Am house hunting in Progreso, looking for accommodation from July onwards while looking. Will consider pretty much anything short of of a palapa  , a home, a room in a home, etc… Am also watching the ads on Vivanuncio, craigslist, hotels, and others. <snip>


----------



## Longford (May 25, 2012)

You might want to focus your search on a forum which deals primarily with tourism, some of which you've done already. You might also cross-post the question on the Merida/Progreso forums at Trip Advisor. I doubt you'll have much success, though, trying to line something up that's reasonably priced ... long-distance. I think that's particularly true if the owner of the property is a local resident (i.e., Mexican).


----------



## maesonna (Jun 10, 2008)

A lot of the interaction that used to take place in various forums has migrated to Facebook.
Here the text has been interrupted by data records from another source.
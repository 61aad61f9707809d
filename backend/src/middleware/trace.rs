//! Tracing middleware attaching a request-scoped trace identifier.
//!
//! A caller-supplied `trace-id` header is reused when it holds a valid UUID;
//! otherwise a fresh identifier is generated. The identifier is placed in
//! task-local storage for the duration of the request, attached to a
//! `tracing` span, and echoed on every response.

use std::task::{Context, Poll};

use actix_web::Error;
use actix_web::dev::{Service, ServiceRequest, ServiceResponse, Transform};
use actix_web::http::header::{HeaderName, HeaderValue};
use futures_util::future::{LocalBoxFuture, Ready, ready};
use tracing::{Instrument, error, info_span};

use crate::domain::{TRACE_ID_HEADER, TraceId};

/// Tracing middleware adding a `trace-id` header to every response.
///
/// Handlers can read the trace ID via [`TraceId::current`].
///
/// # Examples
/// ```
/// use actix_web::App;
/// use volunteer_service::Trace;
///
/// let app = App::new().wrap(Trace);
/// ```
#[derive(Clone)]
pub struct Trace;

impl<S, B> Transform<S, ServiceRequest> for Trace
where
    S: Service<ServiceRequest, Response = ServiceResponse<B>, Error = Error> + 'static,
    S::Future: 'static,
    B: 'static,
{
    type Response = ServiceResponse<B>;
    type Error = Error;
    type InitError = ();
    type Transform = TraceMiddleware<S>;
    type Future = Ready<Result<Self::Transform, Self::InitError>>;

    fn new_transform(&self, service: S) -> Self::Future {
        ready(Ok(TraceMiddleware { service }))
    }
}

/// Service wrapper produced by [`Trace`].
pub struct TraceMiddleware<S> {
    service: S,
}

fn inbound_trace_id(req: &ServiceRequest) -> Option<TraceId> {
    req.headers()
        .get(TRACE_ID_HEADER)
        .and_then(|value| value.to_str().ok())
        .and_then(|value| value.trim().parse().ok())
}

impl<S, B> Service<ServiceRequest> for TraceMiddleware<S>
where
    S: Service<ServiceRequest, Response = ServiceResponse<B>, Error = Error> + 'static,
    S::Future: 'static,
    B: 'static,
{
    type Response = ServiceResponse<B>;
    type Error = Error;
    type Future = LocalBoxFuture<'static, Result<Self::Response, Self::Error>>;

    fn poll_ready(&self, cx: &mut Context<'_>) -> Poll<Result<(), Self::Error>> {
        self.service.poll_ready(cx)
    }

    fn call(&self, req: ServiceRequest) -> Self::Future {
        let trace_id = inbound_trace_id(&req).unwrap_or_else(TraceId::generate);
        let span = info_span!(
            "http_request",
            trace_id = %trace_id,
            method = %req.method(),
            path = %req.path(),
        );
        let header_value = trace_id.to_string();
        let fut = self.service.call(req);
        Box::pin(TraceId::scope(
            trace_id,
            async move {
                let mut res = fut.await?;
                match HeaderValue::from_str(&header_value) {
                    Ok(value) => {
                        res.response_mut()
                            .headers_mut()
                            .insert(HeaderName::from_static(TRACE_ID_HEADER), value);
                    }
                    Err(error) => {
                        error!(%error, "failed to encode trace identifier header");
                    }
                }
                Ok(res)
            }
            .instrument(span),
        ))
    }
}
//! Shared HTTP adapter state.
//!
//! HTTP handlers accept this state via `actix_web::web::Data` so they only
//! depend on domain ports (use-cases) and remain testable without I/O.

use std::sync::Arc;

use crate::domain::ports::{VolunteerCommand, VolunteerQuery};

/// Dependency bundle for HTTP handlers.
///
/// # Examples
/// ```no_run
/// use std::sync::Arc;
///
/// use mockable::DefaultClock;
/// use volunteer_service::domain::VolunteerRegistrationService;
/// use volunteer_service::inbound::http::state::HttpState;
/// use volunteer_service::outbound::persistence::InMemoryVolunteerRepository;
///
/// let service = Arc::new(VolunteerRegistrationService::new(
///     Arc::new(InMemoryVolunteerRepository::default()),
///     Arc::new(DefaultClock),
/// ));
/// let state = HttpState::new(service.clone(), service);
/// let _commands = state.volunteers.clone();
/// ```
#[derive(Clone)]
pub struct HttpState {
    pub volunteers: Arc<dyn VolunteerCommand>,
    pub volunteers_query: Arc<dyn VolunteerQuery>,
}

impl HttpState {
    pub fn new(
        volunteers: Arc<dyn VolunteerCommand>,
        volunteers_query: Arc<dyn VolunteerQuery>,
    ) -> Self {
        Self {
            volunteers,
            volunteers_query,
        }
    }
}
You will probably find a lot of contacts and local information in the expat Facebook groups focusing on the region you’re interested in. 

Mods, I hope this is allowed. I mean, these days recommending Facebook is practically like saying “try in-person conversations.” Otherwise, I can rephrase the suggestion using euphemisms.


----------



## nyclon (Apr 3, 2011)

maesonna said:


> A lot of the interaction that used to take place in various forums has migrated to Facebook. You will probably find a lot of contacts and local information in the expat Facebook groups focusing on the region you’re interested in.
> 
> Mods, I hope this is allowed. I mean, these days recommending Facebook is practically like saying “try in-person conversations.” Otherwise, I can rephrase the suggestion using euphemisms.


I think generically suggesting Facebook is fine but please don't suggest particular pages.


----------